**Dataset records:**

#![forbid(unsafe_code)]

use std::collections::{HashMap, HashSet, VecDeque};

use sable_ast::ModuleName;

use crate::combine::{combine, combine_body_only, CombinedModule};
use crate::env::{DeclKind, Environment, BUILTIN_MODULE};
use crate::error::{CompileError, DeclarationError, ErrorText, TypeError};
use crate::extract::extract;
use crate::linearity::check_module_linearity;
use crate::lower::lower_program;
use crate::mono::monomorphize;
use crate::tast::TypedModule;
use crate::typecheck::typecheck_module;
use crate::types::{QualName, Ty, Universe};

/// Source text for one module: a body file and an optional interface file.
#[derive(Clone, Debug)]
pub struct ModuleSource {
    pub interface: Option<String>,
    pub body: String,
}

impl ModuleSource {
    pub fn body_only(body: impl Into<String>) -> Self {
        Self {
            interface: None,
            body: body.into(),
        }
    }

    pub fn pair(interface: impl Into<String>, body: impl Into<String>) -> Self {
        Self {
            interface: Some(interface.into()),
            body: body.into(),
        }
    }
}

#[derive(Debug)]
pub struct CheckedProgram {
    pub env: Environment,
    pub modules: Vec<TypedModule>,
}

#[derive(Debug)]
pub struct CompiledProgram {
    pub env: Environment,
    pub hir: sable_hir::Program,
}

/// `module:identifier`, referring to a function of signature
/// `(RootCapability) -> RootCapability` or `(RootCapability) -> ExitCode`.
#[derive(Clone, Debug)]
pub struct EntryPoint {
    pub module: ModuleName,
    pub name: String,
}

/// Run stages A through F over every module, in dependency order. Any
/// stage aborts the whole pipeline on the first error.
pub fn check_program(sources: &[ModuleSource]) -> Result<CheckedProgram, CompileError> {
    let mut combined = Vec::new();
    for source in sources {
        let body = sable_parse::parse_module_body(&source.body)?;
        let module = match &source.interface {
            Some(text) => {
                let interface = sable_parse::parse_interface(text)?;
                combine(&interface, &body)?
            }
            None => combine_body_only(&body)?,
        };
        combined.push(module);
    }

    let order = topological_order(&combined)?;
    let mut env = Environment::new();
    let mut modules = Vec::new();
    for idx in order {
        let module = &combined[idx];
        let extracted = extract(&mut env, module)?;
        let typed = typecheck_module(&mut env, module, &extracted)?;
        check_module_linearity(&typed)?;
        modules.push(typed);
    }
    Ok(CheckedProgram { env, modules })
}

/// Run the whole pipeline down to the target IR.
pub fn compile_program(
    sources: &[ModuleSource],
    entry: Option<&EntryPoint>,
) -> Result<CompiledProgram, CompileError> {
    let CheckedProgram { mut env, modules } = check_program(sources)?;
    let entry = entry
        .map(|e| validate_entrypoint(&env, e))
        .transpose()?;
    let mono = monomorphize(&mut env, &modules)?;
    let hir = lower_program(&env, &mono, entry)?;
    Ok(CompiledProgram { env, hir })
}

pub fn check_source(body: &str) -> Result<CheckedProgram, CompileError> {
    check_program(&[ModuleSource::body_only(body)])
}

pub fn check_pair(interface: &str, body: &str) -> Result<CheckedProgram, CompileError> {
    check_program(&[ModuleSource::pair(interface, body)])
}

fn builtin_named(name: &str, universe: Universe) -> Ty {
    Ty::Named {
        name: QualName::new(ModuleName::new(BUILTIN_MODULE), name),
        args: Vec::new(),
        declared: universe,
        universe,
    }
}

/// Returns the entry function's qualified name and whether it returns an
/// exit code rather than threading the root capability back.
pub fn validate_entrypoint(
    env: &Environment,
    entry: &EntryPoint,
) -> Result<(QualName, bool), CompileError> {
    let qual = QualName::new(entry.module.clone(), entry.name.clone());
    let decl = env.get_decl(&qual).ok_or_else(|| TypeError {
        message: ErrorText::new()
            .text("entrypoint ")
            .code(qual.to_string())
            .text(" is not declared"),
        span: None,
    })?;
    let DeclKind::Function {
        typarams,
        params,
        ret,
        ..
    } = &decl.kind
    else {
        return Err(TypeError {
            message: ErrorText::new()
                .text("entrypoint ")
                .code(qual.to_string())
                .text(" is not a function"),
            span: Some(decl.span),
        }
        .into());
    };
    let root = builtin_named("RootCapability", Universe::Linear);
    let exit_code = builtin_named("ExitCode", Universe::Free);
    let shape_ok = typarams.is_empty()
        && params.len() == 1
        && params[0].ty == root
        && (*ret == root || *ret == exit_code);
    if !shape_ok {
        return Err(TypeError {
            message: ErrorText::new()
                .text("entrypoint ")
                .code(qual.to_string())
                .text(" must have signature ")
                .code("(RootCapability) -> RootCapability")
                .text(" or ")
                .code("(RootCapability) -> ExitCode"),
            span: Some(decl.span),
        }
        .into());
    }
    Ok((qual, *ret == exit_code))
}

/// Kahn's algorithm over the import graph restricted to the modules being
/// compiled; a cycle is a declaration error.
fn topological_order(modules: &[CombinedModule]) -> Result<Vec<usize>, CompileError> {
    let mut by_name: HashMap<&ModuleName, usize> = HashMap::new();
    for (i, m) in modules.iter().enumerate() {
        if by_name.insert(&m.name, i).is_some() {
            return Err(DeclarationError {
                message: ErrorText::new()
                    .text("module ")
                    .code(m.name.as_str())
                    .text(" is given more than once"),
                span: Some(m.span),
            }
            .into());
        }
    }

    let mut deps: Vec<HashSet<usize>> = vec![HashSet::new(); modules.len()];
    for (i, m) in modules.iter().enumerate() {
        for import in m.interface_imports.iter().chain(m.body_imports.iter()) {
            if let Some(&j) = by_name.get(&import.module.node) {
                if j != i {
                    deps[i].insert(j);
                }
            }
        }
    }

    let mut dependents: Vec<Vec<usize>> = vec![Vec::new(); modules.len()];
    let mut in_degree: Vec<usize> = vec![0; modules.len()];
    for (i, ds) in deps.iter().enumerate() {
        in_degree[i] = ds.len();
        for &j in ds {
            dependents[j].push(i);
        }
    }

    let mut queue: VecDeque<usize> = (0..modules.len()).filter(|&i| in_degree[i] == 0).collect();
    let mut order = Vec::new();
    while let Some(i) = queue.pop_front() {
        order.push(i);
        for &k in &dependents[i] {
            in_degree[k] -= 1;
            if in_degree[k] == 0 {
                queue.push_back(k);
            }
        }
    }
    if order.len() != modules.len() {
        let stuck = (0..modules.len())
            .find(|&i| in_degree[i] > 0)
            .expect("a cycle leaves a module with unsatisfied imports");
        return Err(DeclarationError {
            message: ErrorText::new()
                .text("circular imports involving module ")
                .code(modules[stuck].name.as_str()),
            span: Some(modules[stuck].span),
        }
        .into());
    }
    Ok(order)
}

**Exercise directions:**
Take every line in the preceding listing that contains "QualName" and copy it.

**Result of the exercise:**
use crate::types::{QualName, Ty, Universe};
        name: QualName::new(ModuleName::new(BUILTIN_MODULE), name),
) -> Result<(QualName, bool), CompileError> {
    let qual = QualName::new(entry.module.clone(), entry.name.clone());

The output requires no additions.